──────── Records ────────
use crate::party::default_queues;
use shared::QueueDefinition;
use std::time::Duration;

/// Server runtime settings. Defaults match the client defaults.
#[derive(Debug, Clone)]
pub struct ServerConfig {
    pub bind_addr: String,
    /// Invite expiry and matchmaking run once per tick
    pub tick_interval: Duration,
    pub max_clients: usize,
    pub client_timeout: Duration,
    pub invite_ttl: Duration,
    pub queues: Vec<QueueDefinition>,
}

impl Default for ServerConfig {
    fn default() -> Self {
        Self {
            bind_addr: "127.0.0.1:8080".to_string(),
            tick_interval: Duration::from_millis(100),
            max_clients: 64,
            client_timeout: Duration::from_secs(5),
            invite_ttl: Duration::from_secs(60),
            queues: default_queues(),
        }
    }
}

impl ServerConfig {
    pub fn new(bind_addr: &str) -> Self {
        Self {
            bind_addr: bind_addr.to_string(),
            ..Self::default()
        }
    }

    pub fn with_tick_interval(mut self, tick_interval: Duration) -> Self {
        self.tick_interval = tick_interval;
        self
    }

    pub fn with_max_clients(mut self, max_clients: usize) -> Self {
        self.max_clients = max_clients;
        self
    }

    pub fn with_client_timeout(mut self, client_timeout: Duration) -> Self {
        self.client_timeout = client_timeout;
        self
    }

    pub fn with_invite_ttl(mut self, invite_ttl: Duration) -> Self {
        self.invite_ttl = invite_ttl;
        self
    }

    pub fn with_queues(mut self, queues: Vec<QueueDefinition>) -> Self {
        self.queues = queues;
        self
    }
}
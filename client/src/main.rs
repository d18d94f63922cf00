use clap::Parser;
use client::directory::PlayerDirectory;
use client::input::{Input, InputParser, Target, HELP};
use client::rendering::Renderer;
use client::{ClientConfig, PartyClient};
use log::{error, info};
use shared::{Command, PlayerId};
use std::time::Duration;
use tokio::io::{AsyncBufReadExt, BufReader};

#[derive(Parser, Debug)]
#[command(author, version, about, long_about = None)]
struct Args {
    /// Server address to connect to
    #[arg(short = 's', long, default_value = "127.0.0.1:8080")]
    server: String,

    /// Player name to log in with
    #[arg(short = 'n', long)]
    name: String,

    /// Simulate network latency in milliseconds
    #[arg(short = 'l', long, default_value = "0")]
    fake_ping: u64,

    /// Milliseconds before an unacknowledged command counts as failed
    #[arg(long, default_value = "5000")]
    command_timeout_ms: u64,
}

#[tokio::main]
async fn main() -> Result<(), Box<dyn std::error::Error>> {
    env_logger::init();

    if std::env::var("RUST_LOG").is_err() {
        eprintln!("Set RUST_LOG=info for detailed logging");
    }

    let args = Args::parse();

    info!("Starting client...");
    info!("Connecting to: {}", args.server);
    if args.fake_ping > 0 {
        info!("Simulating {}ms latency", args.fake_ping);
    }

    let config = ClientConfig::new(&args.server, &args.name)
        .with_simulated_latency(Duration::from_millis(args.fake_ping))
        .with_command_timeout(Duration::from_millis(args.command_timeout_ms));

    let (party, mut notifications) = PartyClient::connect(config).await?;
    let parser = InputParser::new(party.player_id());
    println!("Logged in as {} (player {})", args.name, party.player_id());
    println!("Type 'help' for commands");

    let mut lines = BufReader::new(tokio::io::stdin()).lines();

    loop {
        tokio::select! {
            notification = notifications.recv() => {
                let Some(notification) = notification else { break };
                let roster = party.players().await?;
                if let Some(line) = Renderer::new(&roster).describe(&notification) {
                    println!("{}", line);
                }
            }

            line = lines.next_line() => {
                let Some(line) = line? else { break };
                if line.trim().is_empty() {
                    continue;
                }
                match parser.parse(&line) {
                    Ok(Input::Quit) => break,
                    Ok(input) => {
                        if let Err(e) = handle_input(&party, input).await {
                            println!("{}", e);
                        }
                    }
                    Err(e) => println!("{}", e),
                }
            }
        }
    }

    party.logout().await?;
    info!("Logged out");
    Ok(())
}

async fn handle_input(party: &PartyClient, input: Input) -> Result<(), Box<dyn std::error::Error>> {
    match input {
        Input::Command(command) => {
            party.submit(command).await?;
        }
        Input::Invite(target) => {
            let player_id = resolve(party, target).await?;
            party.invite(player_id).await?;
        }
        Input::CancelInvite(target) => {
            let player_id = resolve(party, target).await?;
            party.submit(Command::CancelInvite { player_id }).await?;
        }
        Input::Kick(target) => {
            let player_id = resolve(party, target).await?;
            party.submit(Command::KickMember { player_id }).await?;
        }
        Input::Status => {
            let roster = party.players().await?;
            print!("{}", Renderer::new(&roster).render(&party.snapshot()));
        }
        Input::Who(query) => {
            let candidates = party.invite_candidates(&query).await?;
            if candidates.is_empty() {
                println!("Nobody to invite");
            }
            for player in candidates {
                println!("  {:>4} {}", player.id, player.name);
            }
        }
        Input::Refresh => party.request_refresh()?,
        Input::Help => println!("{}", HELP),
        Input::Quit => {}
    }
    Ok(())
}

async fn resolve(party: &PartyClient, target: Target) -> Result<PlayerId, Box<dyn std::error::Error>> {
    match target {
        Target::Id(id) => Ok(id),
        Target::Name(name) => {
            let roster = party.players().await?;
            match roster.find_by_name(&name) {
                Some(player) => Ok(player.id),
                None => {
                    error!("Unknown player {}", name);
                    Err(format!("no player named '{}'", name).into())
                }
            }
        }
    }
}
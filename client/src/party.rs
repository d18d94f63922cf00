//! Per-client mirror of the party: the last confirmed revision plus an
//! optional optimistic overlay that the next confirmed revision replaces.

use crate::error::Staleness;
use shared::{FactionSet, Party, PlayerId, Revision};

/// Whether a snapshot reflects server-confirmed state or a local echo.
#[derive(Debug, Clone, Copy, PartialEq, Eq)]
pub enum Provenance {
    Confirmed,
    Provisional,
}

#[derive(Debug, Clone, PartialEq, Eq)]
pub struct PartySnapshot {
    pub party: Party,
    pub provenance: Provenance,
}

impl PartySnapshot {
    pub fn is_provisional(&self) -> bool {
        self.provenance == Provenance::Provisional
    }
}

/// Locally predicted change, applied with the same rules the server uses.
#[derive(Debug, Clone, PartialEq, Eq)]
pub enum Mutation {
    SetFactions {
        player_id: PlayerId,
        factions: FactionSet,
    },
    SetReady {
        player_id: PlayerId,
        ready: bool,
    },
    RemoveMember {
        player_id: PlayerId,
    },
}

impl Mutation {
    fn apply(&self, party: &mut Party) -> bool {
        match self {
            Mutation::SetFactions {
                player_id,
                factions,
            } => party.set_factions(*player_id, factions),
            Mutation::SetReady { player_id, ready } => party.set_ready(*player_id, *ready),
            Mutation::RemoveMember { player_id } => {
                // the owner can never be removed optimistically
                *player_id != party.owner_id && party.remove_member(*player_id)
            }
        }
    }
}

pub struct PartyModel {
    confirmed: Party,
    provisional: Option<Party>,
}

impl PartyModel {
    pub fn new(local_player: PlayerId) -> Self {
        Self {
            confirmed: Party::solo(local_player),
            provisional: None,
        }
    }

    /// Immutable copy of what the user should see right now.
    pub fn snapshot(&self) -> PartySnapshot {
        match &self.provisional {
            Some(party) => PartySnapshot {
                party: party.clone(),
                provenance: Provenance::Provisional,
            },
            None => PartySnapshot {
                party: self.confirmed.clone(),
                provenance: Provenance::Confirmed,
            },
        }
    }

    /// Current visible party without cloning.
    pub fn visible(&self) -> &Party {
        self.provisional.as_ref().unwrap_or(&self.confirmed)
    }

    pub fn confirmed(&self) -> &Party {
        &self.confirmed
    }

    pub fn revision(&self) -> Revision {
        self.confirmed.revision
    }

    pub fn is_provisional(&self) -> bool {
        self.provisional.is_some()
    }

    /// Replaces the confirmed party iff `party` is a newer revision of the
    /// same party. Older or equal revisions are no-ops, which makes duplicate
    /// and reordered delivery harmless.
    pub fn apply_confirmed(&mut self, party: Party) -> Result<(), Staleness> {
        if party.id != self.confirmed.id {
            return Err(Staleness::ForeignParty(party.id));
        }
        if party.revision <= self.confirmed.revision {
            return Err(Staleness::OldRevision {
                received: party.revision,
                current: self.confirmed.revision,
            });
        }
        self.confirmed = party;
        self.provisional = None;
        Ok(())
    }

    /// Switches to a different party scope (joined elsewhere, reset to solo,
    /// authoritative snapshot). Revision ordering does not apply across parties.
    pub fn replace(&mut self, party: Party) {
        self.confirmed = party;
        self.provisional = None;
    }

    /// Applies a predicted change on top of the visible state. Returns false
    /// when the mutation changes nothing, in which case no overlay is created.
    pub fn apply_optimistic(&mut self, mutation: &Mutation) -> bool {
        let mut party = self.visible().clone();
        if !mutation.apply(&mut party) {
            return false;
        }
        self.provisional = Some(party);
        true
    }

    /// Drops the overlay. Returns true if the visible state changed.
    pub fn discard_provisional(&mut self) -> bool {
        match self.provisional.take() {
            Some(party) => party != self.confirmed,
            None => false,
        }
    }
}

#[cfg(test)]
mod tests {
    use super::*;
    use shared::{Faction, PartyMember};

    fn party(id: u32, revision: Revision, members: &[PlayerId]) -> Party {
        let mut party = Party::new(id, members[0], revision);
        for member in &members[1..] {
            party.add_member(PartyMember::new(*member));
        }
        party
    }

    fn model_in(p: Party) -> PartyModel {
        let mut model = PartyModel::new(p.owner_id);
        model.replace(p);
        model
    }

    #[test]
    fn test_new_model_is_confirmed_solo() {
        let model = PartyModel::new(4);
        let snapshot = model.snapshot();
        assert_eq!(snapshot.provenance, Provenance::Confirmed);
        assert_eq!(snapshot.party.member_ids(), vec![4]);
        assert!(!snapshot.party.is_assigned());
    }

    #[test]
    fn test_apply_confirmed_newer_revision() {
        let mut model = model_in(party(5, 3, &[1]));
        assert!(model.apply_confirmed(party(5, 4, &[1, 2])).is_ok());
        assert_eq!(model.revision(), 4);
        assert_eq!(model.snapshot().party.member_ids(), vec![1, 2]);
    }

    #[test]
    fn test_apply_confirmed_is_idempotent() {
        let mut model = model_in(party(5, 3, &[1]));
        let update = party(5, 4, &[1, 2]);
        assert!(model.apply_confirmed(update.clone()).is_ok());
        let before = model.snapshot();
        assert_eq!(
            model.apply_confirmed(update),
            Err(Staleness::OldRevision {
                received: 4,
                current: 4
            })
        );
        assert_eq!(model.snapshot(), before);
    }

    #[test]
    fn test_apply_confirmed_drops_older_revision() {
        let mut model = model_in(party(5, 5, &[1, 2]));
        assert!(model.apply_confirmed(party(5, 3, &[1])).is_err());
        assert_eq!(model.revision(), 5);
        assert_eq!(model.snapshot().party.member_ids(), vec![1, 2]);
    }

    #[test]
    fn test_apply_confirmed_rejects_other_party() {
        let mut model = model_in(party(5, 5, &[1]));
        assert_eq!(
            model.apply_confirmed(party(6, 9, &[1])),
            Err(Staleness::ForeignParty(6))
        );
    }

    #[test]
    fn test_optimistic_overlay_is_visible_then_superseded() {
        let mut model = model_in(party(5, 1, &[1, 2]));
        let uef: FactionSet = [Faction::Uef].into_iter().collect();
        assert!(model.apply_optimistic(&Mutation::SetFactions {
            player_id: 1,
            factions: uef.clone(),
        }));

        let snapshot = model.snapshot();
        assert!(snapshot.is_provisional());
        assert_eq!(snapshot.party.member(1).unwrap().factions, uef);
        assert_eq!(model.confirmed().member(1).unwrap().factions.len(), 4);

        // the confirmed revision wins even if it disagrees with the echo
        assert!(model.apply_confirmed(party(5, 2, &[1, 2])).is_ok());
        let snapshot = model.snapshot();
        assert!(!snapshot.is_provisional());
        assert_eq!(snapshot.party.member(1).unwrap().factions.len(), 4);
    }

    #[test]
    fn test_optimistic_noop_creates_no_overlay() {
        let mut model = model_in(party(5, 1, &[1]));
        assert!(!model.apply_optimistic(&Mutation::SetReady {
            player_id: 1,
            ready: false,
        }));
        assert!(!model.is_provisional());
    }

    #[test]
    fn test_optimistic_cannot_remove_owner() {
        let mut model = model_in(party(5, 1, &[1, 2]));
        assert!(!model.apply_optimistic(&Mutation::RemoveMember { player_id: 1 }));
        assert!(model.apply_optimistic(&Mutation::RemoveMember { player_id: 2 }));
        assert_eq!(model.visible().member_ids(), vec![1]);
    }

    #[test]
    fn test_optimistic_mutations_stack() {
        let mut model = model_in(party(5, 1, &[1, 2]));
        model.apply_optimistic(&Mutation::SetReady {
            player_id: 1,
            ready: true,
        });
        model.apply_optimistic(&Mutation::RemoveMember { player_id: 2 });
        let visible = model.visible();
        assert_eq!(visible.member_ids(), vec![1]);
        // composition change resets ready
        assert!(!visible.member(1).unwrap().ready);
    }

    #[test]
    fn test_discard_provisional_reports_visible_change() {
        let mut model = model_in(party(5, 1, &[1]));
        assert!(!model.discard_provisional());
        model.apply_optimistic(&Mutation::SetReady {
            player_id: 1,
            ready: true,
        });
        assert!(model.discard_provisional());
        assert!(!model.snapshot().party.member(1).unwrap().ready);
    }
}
────────
# What is being asked
From the entries above, extract only the lines running from the one containing "party.invite(player_id).await?;" through the one containing "let candidates = party.invite_candidates(&query).await?;", inclusive.

# Exercise solution
            party.invite(player_id).await?;
        }
        Input::CancelInvite(target) => {
            let player_id = resolve(party, target).await?;
            party.submit(Command::CancelInvite { player_id }).await?;
        }
        Input::Kick(target) => {
            let player_id = resolve(party, target).await?;
            party.submit(Command::KickMember { player_id }).await?;
        }
        Input::Status => {
            let roster = party.players().await?;
            print!("{}", Renderer::new(&roster).render(&party.snapshot()));
        }
        Input::Who(query) => {
            let candidates = party.invite_candidates(&query).await?;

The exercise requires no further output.